Nir: How do you reconcile? Here’s this woman who wants to lose weight, wants to become the kind of person who stays fit, and then she’s got this contradictory part of her life.

Tara-Nicholle: She’s a human being.

Nir: Is the goal of your product to figure out what part of the user identity you want to help them transform into?

“‘Transformational’ is healthier, wealthier and wiser, and wise includes wanting to be a better citizen of the world. You’re going to increasingly see as a transformational consumer trend that demand, practicing everyday activism.”

Tara-Nicholle: It is more that we seek to understand their resistance points, sticking points, and pain points. Also, we spot patterns: you can see the things that helped someone who used to be in her situation get out of that situation.
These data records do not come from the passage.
//! # scholar-sim: Classroom Town Simulation
//!
//! Drives a small population of agents (one expert, several students)
//! through simulated days. Every tick each agent picks where to go, the
//! world validates the move, co-located agents at social places talk, and
//! every participant remembers the conversation from its own perspective.
//!
//! ## Modules
//!
//! - `config`: `scholar.toml` sections, validated once at load
//! - `registry`: persona registry owned by the simulation
//! - `schedule` / `knowledge`: per-agent schedule and the expert's topics
//! - `agent`: one agent with its persona, memory store and decisions
//! - `conversation`: grouping, dialogue generation, perspective memories
//! - `driver`: the tick state machine
//! - `exam`: knowledge probe over learning/teaching memories
//! - `telemetry`: tracing subscriber setup

#![deny(clippy::unwrap_used)]
#![warn(clippy::pedantic)]
#![allow(clippy::module_name_repetitions)]

pub mod agent;
pub mod config;
pub mod conversation;
pub mod driver;
pub mod error;
pub mod exam;
pub mod knowledge;
pub mod registry;
pub mod schedule;
pub mod telemetry;

pub use agent::{Agent, Intent, Role};
pub use config::TownConfig;
pub use driver::{DriverState, RunSummary, SimulationDriver, TickReport};
pub use error::SimError;
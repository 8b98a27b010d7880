//! The expert's knowledge base.

use crate::config::KnowledgeSpec;

/// One topic and its facts.
#[derive(Debug, Clone, PartialEq, Eq)]
pub struct Topic {
    /// Topic name.
    pub name: String,
    /// Facts, taught in order.
    pub facts: Vec<String>,
}

/// Topics the expert can teach, in configured order.
#[derive(Debug, Clone, Default, PartialEq, Eq)]
pub struct KnowledgeBase {
    topics: Vec<Topic>,
}

impl KnowledgeBase {
    /// Build from configuration; blank topics are dropped.
    #[must_use]
    pub fn from_specs(specs: &[KnowledgeSpec]) -> Self {
        let topics = specs
            .iter()
            .filter(|spec| !spec.topic.trim().is_empty())
            .map(|spec| Topic {
                name: spec.topic.trim().to_string(),
                facts: spec.facts.clone(),
            })
            .collect();
        Self { topics }
    }

    /// The topic taught on `day` (1-based): a stable rotation through the list.
    #[must_use]
    pub fn topic_for_day(&self, day: u32) -> Option<&Topic> {
        if self.topics.is_empty() {
            return None;
        }
        let idx = usize::try_from(day.saturating_sub(1)).unwrap_or(0) % self.topics.len();
        self.topics.get(idx)
    }

    /// The `n`th fact of `topic`, cycling when `n` exceeds the list.
    #[must_use]
    pub fn fact(&self, topic: &Topic, n: usize) -> Option<String> {
        if topic.facts.is_empty() {
            return None;
        }
        topic.facts.get(n % topic.facts.len()).cloned()
    }

    /// All topic names.
    pub fn topic_names(&self) -> impl Iterator<Item = &str> {
        self.topics.iter().map(|t| t.name.as_str())
    }

    /// Whether there is nothing to teach.
    #[must_use]
    pub fn is_empty(&self) -> bool {
        self.topics.is_empty()
    }
}

#[cfg(test)]
mod tests {
    use super::*;

    fn base() -> KnowledgeBase {
        KnowledgeBase::from_specs(&[
            KnowledgeSpec { topic: "algebra".into(), facts: vec!["a".into(), "b".into()] },
            KnowledgeSpec { topic: " ".into(), facts: vec![] },
            KnowledgeSpec { topic: "calculus".into(), facts: vec![] },
        ])
    }

    #[test]
    fn topics_rotate_by_day() {
        let kb = base();
        let names: Vec<_> = (1..=4)
            .map(|day| kb.topic_for_day(day).map(|t| t.name.clone()).expect("topic"))
            .collect();
        assert_eq!(names, ["algebra", "calculus", "algebra", "calculus"]);
        assert!(KnowledgeBase::default().topic_for_day(1).is_none());
    }

    #[test]
    fn facts_cycle() {
        let kb = base();
        let algebra = kb.topic_for_day(1).expect("topic").clone();
        assert_eq!(kb.fact(&algebra, 3).as_deref(), Some("b"));
        let calculus = kb.topic_for_day(2).expect("topic").clone();
        assert!(kb.fact(&calculus, 0).is_none());
    }
}
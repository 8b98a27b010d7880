//! # Scholar Core Library
//!
//! Memory layer for the agents of a small classroom town.
//!
//! Every agent owns a [`MemoryStore`]: a bounded short-term buffer of its
//! most recent experiences backed by an unbounded long-term archive.
//!
//! - **Remember**: new experiences land at the tail of the short-term
//!   buffer; overflow demotes the oldest record into the archive, never
//!   deleting it.
//! - **Recall**: the most recent short-term records, newest first.
//! - **Search**: lexical matching across both tiers, ranked by
//!   importance, access frequency and recency.
//! - **Persist**: one JSON document per agent, written atomically.
//!
//! The [`world::WorldState`] is the single source of truth for which
//! locations exist and where every agent currently stands. A memory can
//! only be recorded at a location the world knows about.

#![deny(clippy::unwrap_used)]
#![deny(missing_docs)]
#![warn(clippy::pedantic)]
#![allow(clippy::module_name_repetitions)]

pub mod config;
pub mod error;
pub mod memory;
pub mod persistence;
pub mod retrieval;
pub mod types;
pub mod world;

pub use config::{MemoryConfig, RetrievalConfig};
pub use error::CoreError;
pub use memory::{LoadOutcome, MemoryDraft, MemoryRecord, MemoryStore, MemorySummary};
pub use types::*;
pub use world::{LocationInfo, LocationMap, WorldState};
//! Conversations between co-located agents.
//!
//! A conversation is planned from memory reads taken before any text is
//! generated, held asynchronously against a [`TextGenerator`], and turned
//! into one memory draft per participant afterwards. A group containing
//! the expert is a lesson.

use std::collections::BTreeSet;
use std::sync::Arc;

use scholar_core::memory::MemoryDraft;
use scholar_core::{AgentId, LocationKey, MemoryType, WorldState};
use scholar_llm::prompt::{self, format_history, render_template};
use scholar_llm::{GenerationRequest, TextGenerator};
use serde::Serialize;
use tracing::{debug, warn};

use crate::config::SimulationConfig;
use crate::registry::PersonaRegistry;

/// Ordinary chat or a lesson given by the expert.
#[derive(Debug, Clone, Copy, PartialEq, Eq, Serialize)]
#[serde(rename_all = "snake_case")]
pub enum ConversationKind {
    /// Students talking among themselves.
    Chat,
    /// The expert is present.
    Lesson,
}

/// Agents who share a social location this tick.
#[derive(Debug, Clone, PartialEq, Eq)]
pub struct ConversationGroup {
    /// Where they are.
    pub location: LocationKey,
    /// Participants in id order.
    pub participants: Vec<AgentId>,
    /// The expert, when present.
    pub expert: Option<AgentId>,
}

impl ConversationGroup {
    /// Lesson if the expert is present.
    #[must_use]
    pub fn kind(&self) -> ConversationKind {
        if self.expert.is_some() {
            ConversationKind::Lesson
        } else {
            ConversationKind::Chat
        }
    }
}

/// Groups of two or more agents at social locations, in map order.
///
/// `excluded` agents (skipped this tick) never join a group.
#[must_use]
pub fn form_groups(
    world: &WorldState,
    registry: &PersonaRegistry,
    excluded: &BTreeSet<AgentId>,
) -> Vec<ConversationGroup> {
    let locations = world.locations();
    world
        .occupancy()
        .into_iter()
        .filter(|(location, _)| locations.is_social(location.as_str()))
        .filter_map(|(location, occupants)| {
            let participants: Vec<AgentId> = occupants
                .into_iter()
                .filter(|agent| !excluded.contains(agent))
                .collect();
            if participants.len() < 2 {
                return None;
            }
            let expert = participants.iter().find(|id| registry.is_expert(id)).cloned();
            Some(ConversationGroup {
                location,
                participants,
                expert,
            })
        })
        .collect()
}

/// One participant's prompt material, read before generation starts.
#[derive(Debug, Clone)]
pub struct Speaker {
    /// Agent id.
    pub id: AgentId,
    /// Display name.
    pub name: String,
    /// Rendered persona prompt.
    pub system_prompt: String,
    /// Formatted recent memories.
    pub memories: String,
}

/// Everything needed to hold a conversation without touching agent state.
#[derive(Debug, Clone)]
pub struct ConversationPlan {
    /// Who and where.
    pub group: ConversationGroup,
    /// Subject of the talk.
    pub topic: String,
    /// The fact the expert teaches (lessons only).
    pub fact: Option<String>,
    /// Human-readable time, e.g. `day 2 period 1 (afternoon_1)`.
    pub time_label: String,
    /// Description of the location.
    pub location_description: String,
    /// Speaking order: the expert first, then by id.
    pub speakers: Vec<Speaker>,
    /// Rounds of dialogue.
    pub rounds: u32,
    /// Generation parameters; prompts are filled per turn.
    pub request_defaults: GenerationRequest,
}

/// One line of dialogue.
#[derive(Debug, Clone, PartialEq, Eq, Serialize)]
pub struct Turn {
    /// Who spoke.
    pub speaker: AgentId,
    /// What was said.
    pub text: String,
    /// Whether the line came from the fallback template.
    pub fallback: bool,
}

/// A finished conversation.
#[derive(Debug, Clone)]
pub struct Transcript {
    /// The plan it was held from.
    pub plan: ConversationPlan,
    /// Lines in speaking order.
    pub turns: Vec<Turn>,
}

impl Transcript {
    /// Lines produced by the fallback template.
    #[must_use]
    pub fn fallback_count(&self) -> usize {
        self.turns.iter().filter(|t| t.fallback).count()
    }

    fn first_line_of(&self, id: &AgentId) -> Option<&str> {
        self.turns.iter().find(|t| &t.speaker == id).map(|t| t.text.as_str())
    }

    fn last_line_not_of(&self, id: &AgentId) -> Option<&Turn> {
        self.turns.iter().rev().find(|t| &t.speaker != id)
    }

    fn name_of<'a>(&'a self, id: &'a AgentId) -> &'a str {
        self.plan
            .speakers
            .iter()
            .find(|s| &s.id == id)
            .map_or(id.as_str(), |s| s.name.as_str())
    }
}

/// Hold the conversation: every speaker talks once per round.
///
/// A failed generation is replaced by a templated line and marked as a
/// fallback; it never aborts the conversation.
pub async fn hold<G: TextGenerator>(generator: Arc<G>, plan: ConversationPlan) -> Transcript {
    let fact = plan.fact.clone().unwrap_or_else(|| format!("the basics of {}", plan.topic));
    let mut history: Vec<(String, String)> = Vec::new();
    let mut turns = Vec::new();

    for _ in 0..plan.rounds {
        for speaker in &plan.speakers {
            let teaching = plan.group.expert.as_ref() == Some(&speaker.id);
            let others = plan
                .speakers
                .iter()
                .filter(|s| s.id != speaker.id)
                .map(|s| s.name.as_str())
                .collect::<Vec<_>>()
                .join(", ");
            let vars = [
                ("name", speaker.name.as_str()),
                ("location", plan.group.location.as_str()),
                ("location_description", plan.location_description.as_str()),
                ("time", plan.time_label.as_str()),
                ("topic", plan.topic.as_str()),
                ("participants", others.as_str()),
                ("memories", speaker.memories.as_str()),
                ("fact", fact.as_str()),
            ];
            let history_text = format_history(&history);
            let mut user_vars = vars.to_vec();
            user_vars.push(("history", history_text.as_str()));

            let template = if teaching { prompt::LESSON_USER } else { prompt::CONVERSATION_USER };
            let request = GenerationRequest {
                system: speaker.system_prompt.clone(),
                user: render_template(template, &user_vars),
                ..plan.request_defaults.clone()
            };

            let (text, fallback) = match generator.generate(&request).await {
                Ok(response) => (response.text, false),
                Err(e) => {
                    warn!(
                        backend = generator.backend(),
                        speaker = %speaker.id,
                        location = %plan.group.location,
                        error = %e,
                        "Generation failed, using fallback line"
                    );
                    let fallback = if teaching { prompt::FALLBACK_LESSON } else { prompt::FALLBACK_TURN };
                    (render_template(fallback, &vars), true)
                }
            };
            history.push((speaker.name.clone(), text.clone()));
            turns.push(Turn {
                speaker: speaker.id.clone(),
                text,
                fallback,
            });
        }
    }

    debug!(
        location = %plan.group.location,
        participants = plan.speakers.len(),
        turns = turns.len(),
        "Conversation finished"
    );
    Transcript { plan, turns }
}

/// One memory draft per participant, from that participant's perspective.
///
/// Every draft carries the group's real location and names the other
/// participants as related agents.
#[must_use]
pub fn perspective_drafts(transcript: &Transcript, config: &SimulationConfig) -> Vec<(AgentId, MemoryDraft)> {
    let plan = &transcript.plan;
    let group = &plan.group;
    let topic = plan.topic.as_str();

    group
        .participants
        .iter()
        .map(|me| {
            let others: Vec<AgentId> = group.participants.iter().filter(|a| *a != me).cloned().collect();
            let other_names = others
                .iter()
                .map(|a| transcript.name_of(a))
                .collect::<Vec<_>>()
                .join(", ");

            let (content, memory_type, importance) = match &group.expert {
                Some(expert) if expert == me => {
                    let detail = plan.fact.as_deref().unwrap_or(topic);
                    (
                        format!("Taught {topic} to {other_names} at the {}: {detail}.", group.location),
                        MemoryType::Teaching,
                        config.lesson_importance,
                    )
                }
                Some(expert) => {
                    let line = transcript.first_line_of(expert).unwrap_or(topic);
                    (
                        format!(
                            "Learned about {topic} from {} at the {}: \"{line}\"",
                            transcript.name_of(expert),
                            group.location
                        ),
                        MemoryType::Learning,
                        config.lesson_importance,
                    )
                }
                None => {
                    let mut content = format!("Talked with {other_names} at the {} about {topic}.", group.location);
                    if let Some(turn) = transcript.last_line_not_of(me) {
                        content.push_str(&format!(" {} said: \"{}\"", transcript.name_of(&turn.speaker), turn.text));
                    }
                    (content, MemoryType::Conversation, config.conversation_importance)
                }
            };

            let draft = MemoryDraft::new(content, group.location.clone(), memory_type)
                .with_importance(importance)
                .with_related(others);
            (me.clone(), draft)
        })
        .collect()
}

#[cfg(test)]
mod tests {
    use super::*;
    use scholar_core::{LocationInfo, LocationMap};
    use scholar_llm::ScriptedGenerator;

    use crate::config::TownConfig;

    fn speaker(id: &str) -> Speaker {
        Speaker {
            id: AgentId::from(id),
            name: id.to_uppercase(),
            system_prompt: format!("You are {id}."),
            memories: "(nothing yet)".into(),
        }
    }

    fn plan(ids: &[&str], expert: Option<&str>) -> ConversationPlan {
        ConversationPlan {
            group: ConversationGroup {
                location: LocationKey::from("park"),
                participants: ids.iter().map(|i| AgentId::from(*i)).collect(),
                expert: expert.map(AgentId::from),
            },
            topic: "calculus".into(),
            fact: expert.map(|_| "derivatives measure change".to_string()),
            time_label: "day 1 period 1".into(),
            location_description: "a lawn".into(),
            speakers: ids.iter().map(|i| speaker(i)).collect(),
            rounds: 2,
            request_defaults: GenerationRequest::new("", ""),
        }
    }

    #[test]
    fn groups_need_two_agents_at_a_social_place() {
        let map = LocationMap::new([
            (LocationKey::from("park"), LocationInfo { social: true, ..Default::default() }),
            (LocationKey::from("library"), LocationInfo::default()),
        ])
        .expect("map");
        let world = WorldState::new(map);
        for (agent, at) in [("student_1", "park"), ("teacher", "park"), ("student_2", "library"), ("student_3", "library")] {
            world.place_agent(&AgentId::from(agent), Some(&at.into())).expect("place");
        }
        let registry = PersonaRegistry::from_configs(&TownConfig::default().personas).expect("registry");

        let groups = form_groups(&world, &registry, &BTreeSet::new());
        assert_eq!(groups.len(), 1);
        assert_eq!(groups[0].kind(), ConversationKind::Lesson);
        assert_eq!(groups[0].expert, Some(AgentId::from("teacher")));

        let excluded = BTreeSet::from([AgentId::from("teacher")]);
        assert!(form_groups(&world, &registry, &excluded).is_empty());
    }

    #[tokio::test]
    async fn every_speaker_talks_each_round() {
        let generator = Arc::new(ScriptedGenerator::new(1));
        let transcript = hold(Arc::clone(&generator), plan(&["a", "b"], None)).await;
        let speakers: Vec<_> = transcript.turns.iter().map(|t| t.speaker.as_str()).collect();
        assert_eq!(speakers, ["a", "b", "a", "b"]);
        assert_eq!(transcript.fallback_count(), 0);
        assert_eq!(generator.requests().len(), 4);
        assert!(generator.requests()[1].user.contains("A: "));
    }

    #[tokio::test]
    async fn failures_fall_back_to_templates() {
        let transcript = hold(Arc::new(ScriptedGenerator::failing()), plan(&["t", "s"], Some("t"))).await;
        assert_eq!(transcript.fallback_count(), 4);
        assert_eq!(transcript.turns[0].text, "T explains calculus: derivatives measure change");
        assert_eq!(transcript.turns[1].text, "S chats with T about calculus.");
    }

    #[tokio::test]
    async fn lesson_perspectives_split_teaching_and_learning() {
        let transcript = hold(Arc::new(ScriptedGenerator::new(3)), plan(&["s", "t"], Some("t"))).await;
        let drafts = perspective_drafts(&transcript, &SimulationConfig::default());
        assert_eq!(drafts.len(), 2);

        let (student, learned) = &drafts[0];
        assert_eq!(student.as_str(), "s");
        assert_eq!(learned.memory_type, MemoryType::Learning);
        assert_eq!(learned.related_agents, vec![AgentId::from("t")]);
        assert!(learned.content.contains("calculus"));

        let (teacher, taught) = &drafts[1];
        assert_eq!(teacher.as_str(), "t");
        assert_eq!(taught.memory_type, MemoryType::Teaching);
        assert_eq!(taught.location, learned.location);
    }
}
We started to see that people, as they begin to cook more, as they got social, people in their lives got onboard with it. That was a big issue for her.

Nir: So who’s doing this well? What kind of companies really understand how to help customers transform?

Tara-Nicholle: Some of the collaborative consumption companies do this really well. Airbnb perceives both their hosts and their guests as transformational consumers. Some of the big brands would surprise you: Target, CVS. CVS stopped selling tobacco products in part because they didn’t want people who were there to buy smoking cessation products to have to pass the cigarettes on the way.

The framework is also very useful for helping you understand what people will want and demand as you move forward, which data doesn’t. Data’s pretty retrospective. We’re seeing a lot of consumers crying out for manifesto marketing in this era of leadership crisis in our country. Customers are wanting to know how the companies that they patronize feel about issues that may or may not have to do with what they actually sell.

You saw that in the first week of this administration with the Uber and Lyft issue. When customers are organically coming up with hashtags, delete this and download that, that’s a sign. “Transformational” is healthier, wealthier and wiser, and wise includes wanting to be a better citizen of the world. You’re going to increasingly see as a transformational consumer trend that demand, practicing everyday activism.